[Stored data]

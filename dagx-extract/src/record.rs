//! Corpus records
//!
//! One record per extracted DAG, one line per record:
//! `<instruction count>,<escaped module text>`. The text is escaped as the
//! body of a JSON string, with commas additionally written as `\u002c`, so
//! a record never contains a raw newline, quote or comma after the prefix.

use std::fmt;
use std::fs;
use std::path::Path;

use dagx_common::DagError;
use dagx_ir::Module;

/// Escape `text` so it fits in a single comma-delimited field
pub fn escape(text: &str) -> Result<String, DagError> {
    let quoted = serde_json::to_string(text).map_err(|e| DagError::from(e.to_string()))?;
    let body = &quoted[1..quoted.len() - 1];
    Ok(body.replace(',', "\\u002c"))
}

/// Inverse of [`escape`]
pub fn unescape(field: &str) -> Result<String, serde_json::Error> {
    serde_json::from_str(&format!("\"{field}\""))
}

/// Append the record of one synthetic module to `out`
pub fn write_record(out: &mut String, count: usize, module: &Module) -> Result<(), DagError> {
    let escaped = escape(&module.to_string())?;
    out.push_str(&count.to_string());
    out.push(',');
    out.push_str(&escaped);
    out.push('\n');
    Ok(())
}

/// A decoded corpus line
#[derive(Debug, Clone, PartialEq, Eq)]
pub struct Record {
    /// Number of DAG instructions in the module
    pub count: usize,
    /// Rendered module text, unescaped
    pub text: String,
}

impl Record {
    /// Parse one corpus line (without its trailing newline).
    /// `line_no` is only used in error messages.
    pub fn parse(line: &str, line_no: usize) -> Result<Self, DagError> {
        let (count, field) = line
            .split_once(',')
            .ok_or_else(|| DagError::malformed_record(line_no, "missing ',' after count"))?;
        let count = count
            .parse::<usize>()
            .map_err(|e| DagError::malformed_record(line_no, format!("bad count '{count}': {e}")))?;
        let text = unescape(field)
            .map_err(|e| DagError::malformed_record(line_no, format!("bad escape: {e}")))?;
        Ok(Self { count, text })
    }

    /// Body lines that define a value (`%x = ...`), trimmed
    pub fn instruction_lines(&self) -> impl Iterator<Item = &str> {
        self.text.lines().filter_map(|line| {
            let body = line.trim_start();
            let indented = body.len() < line.len();
            (indented && body.starts_with('%') && body.contains('=')).then_some(body)
        })
    }
}

impl fmt::Display for Record {
    fn fmt(&self, f: &mut fmt::Formatter<'_>) -> fmt::Result {
        let escaped = escape(&self.text).map_err(|_| fmt::Error)?;
        write!(f, "{},{escaped}", self.count)
    }
}

/// Read every record of a corpus file
pub fn read_records(path: &Path) -> Result<Vec<Record>, DagError> {
    let content = fs::read_to_string(path)?;
    content
        .lines()
        .enumerate()
        .filter(|(_, line)| !line.is_empty())
        .map(|(i, line)| Record::parse(line, i + 1))
        .collect()
}

#[cfg(test)]
mod tests {
    use super::*;
    use pretty_assertions::assert_eq;

    #[test]
    fn test_escape_neutralizes_delimiters() {
        let text = "define void @w(i32 %0, i32 %1) {\n  ret \"void\"\\\n}\n";
        let escaped = escape(text).unwrap();
        assert!(!escaped.contains('\n'));
        assert!(!escaped.contains(','));
        assert!(!escaped.contains('"') || escaped.contains("\\\""));
        assert_eq!(unescape(&escaped).unwrap(), text);
    }

    #[test]
    fn test_record_line_format() {
        let mut module = Module::new("dag".to_string());
        module.add_function(dagx_ir::Function::new("wrapper".to_string(), dagx_ir::IrType::Void));

        let mut out = String::new();
        write_record(&mut out, 3, &module).unwrap();
        assert!(out.starts_with("3,"));
        assert!(out.ends_with('\n'));
        assert_eq!(out.matches('\n').count(), 1);

        let record = Record::parse(out.trim_end_matches('\n'), 1).unwrap();
        assert_eq!(record.count, 3);
        assert_eq!(record.text, module.to_string());
    }

    #[test]
    fn test_instruction_lines() {
        let record = Record {
            count: 2,
            text: "define void @wrapper(i32 %0) {\nL0:\n  %1 = add i32 %0, 1\n  %2 = mul i32 %1, %1\n  br label %L1\nL1:\n  call void @use-0(i32 %2)\n  ret void\n}\n".to_string(),
        };
        let lines: Vec<&str> = record.instruction_lines().collect();
        assert_eq!(lines, vec!["%1 = add i32 %0, 1", "%2 = mul i32 %1, %1"]);
        assert_eq!(record.to_string(), format!("2,{}", escape(&record.text).unwrap()));
    }

    #[test]
    fn test_malformed_records() {
        assert!(matches!(
            Record::parse("no comma here", 7),
            Err(DagError::MalformedRecord { line: 7, .. })
        ));
        assert!(matches!(
            Record::parse("x,abc", 1),
            Err(DagError::MalformedRecord { line: 1, .. })
        ));
        assert!(matches!(
            Record::parse("1,bad\\qescape", 2),
            Err(DagError::MalformedRecord { line: 2, .. })
        ));
    }

    #[test]
    fn test_read_records() {
        let dir = tempfile::tempdir().unwrap();
        let path = dir.path().join("dags.txt");
        let first = Record { count: 1, text: "a,b\n".to_string() };
        let second = Record { count: 4, text: "\"q\"\n".to_string() };
        fs::write(&path, format!("{first}\n{second}\n")).unwrap();

        assert_eq!(read_records(&path).unwrap(), vec![first, second]);
    }
}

(BRIEF): Copy out every line of the data where the word "define" occurs.

(RESULT BELOW):
    /// Body lines that define a value (`%x = ...`), trimmed
        let text = "define void @w(i32 %0, i32 %1) {\n  ret \"void\"\\\n}\n";
            text: "define void @wrapper(i32 %0) {\nL0:\n  %1 = add i32 %0, 1\n  %2 = mul i32 %1, %1\n  br label %L1\nL1:\n  call void @use-0(i32 %2)\n  ret void\n}\n".to_string(),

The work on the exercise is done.